# Task brief
Your answer should be every line of the records that contains the word "SessionCookie".

(Saved entries)

<<<<

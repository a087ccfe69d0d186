//! Fetching invoice links over HTTP with the browser's session cookies.

use anyhow::{Context, Result};
use reqwest::{Client, Url};

const USER_AGENT: &str = "Mozilla/5.0 (X11; Linux x86_64) AppleWebKit/537.36";

/// A cookie captured from the browser.
#[derive(Debug, Clone, PartialEq, Eq)]
pub struct SessionCookie {
    pub domain: String,
    pub path: String,
    pub name: String,
    pub value: String,
    /// Only sent over https.
    pub secure: bool,
}

/// Format the cookies that apply to `url` as a `Cookie` header value.
///
/// A cookie applies when its domain (leading dot ignored) equals the URL host
/// or is a parent domain of it, its path is a prefix of the URL path, and it
/// is not a `secure` cookie headed for a plain http URL.
pub fn cookie_header(url: &Url, cookies: &[SessionCookie]) -> Option<String> {
    let host = url.host_str()?;
    let https = url.scheme() == "https";
    let pairs: Vec<String> = cookies
        .iter()
        .filter(|c| https || !c.secure)
        .filter(|c| domain_matches(host, &c.domain))
        .filter(|c| path_matches(url.path(), &c.path))
        .map(|c| format!("{}={}", c.name, c.value))
        .collect();

    if pairs.is_empty() {
        None
    } else {
        Some(pairs.join("; "))
    }
}

fn domain_matches(host: &str, domain: &str) -> bool {
    let domain = domain.trim_start_matches('.');
    if domain.is_empty() {
        return false;
    }
    host.eq_ignore_ascii_case(domain)
        || host
            .to_ascii_lowercase()
            .ends_with(&format!(".{}", domain.to_ascii_lowercase()))
}

fn path_matches(request_path: &str, cookie_path: &str) -> bool {
    if cookie_path.is_empty() || cookie_path == "/" {
        return true;
    }
    match request_path.strip_prefix(cookie_path) {
        Some(rest) => cookie_path.ends_with('/') || rest.is_empty() || rest.starts_with('/'),
        None => false,
    }
}

/// HTTP client used for direct invoice downloads.
#[derive(Clone)]
pub struct HttpDownloader {
    client: Client,
}

impl HttpDownloader {
    pub fn new(timeout: std::time::Duration) -> Result<Self> {
        let client = Client::builder()
            .user_agent(USER_AGENT)
            .timeout(timeout)
            .build()
            .context("Failed to create HTTP client")?;
        Ok(Self { client })
    }

    /// GET `url`, sending the cookies that apply to it.
    pub async fn fetch(&self, url: &str, cookies: &[SessionCookie]) -> Result<Vec<u8>> {
        let parsed = Url::parse(url).with_context(|| format!("Invalid download URL: {url}"))?;

        let mut request = self.client.get(parsed.clone());
        if let Some(header) = cookie_header(&parsed, cookies) {
            request = request.header(reqwest::header::COOKIE, header);
        }

        let response = request
            .send()
            .await
            .with_context(|| format!("Request to {url} failed"))?;

        let status = response.status();
        if !status.is_success() {
            anyhow::bail!("Download from {url} returned HTTP {status}");
        }

        // A hosted invoice page or a login redirect, not the file itself.
        let content_type = response
            .headers()
            .get(reqwest::header::CONTENT_TYPE)
            .and_then(|v| v.to_str().ok())
            .unwrap_or_default()
            .to_ascii_lowercase();
        if content_type.starts_with("text/html") {
            anyhow::bail!("Download from {url} returned an HTML page, not a file");
        }

        let bytes = response
            .bytes()
            .await
            .with_context(|| format!("Failed to read body from {url}"))?;
        Ok(bytes.to_vec())
    }
}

>>>>

# Answer space
pub struct SessionCookie {
pub fn cookie_header(url: &Url, cookies: &[SessionCookie]) -> Option<String> {
    pub async fn fetch(&self, url: &str, cookies: &[SessionCookie]) -> Result<Vec<u8>> {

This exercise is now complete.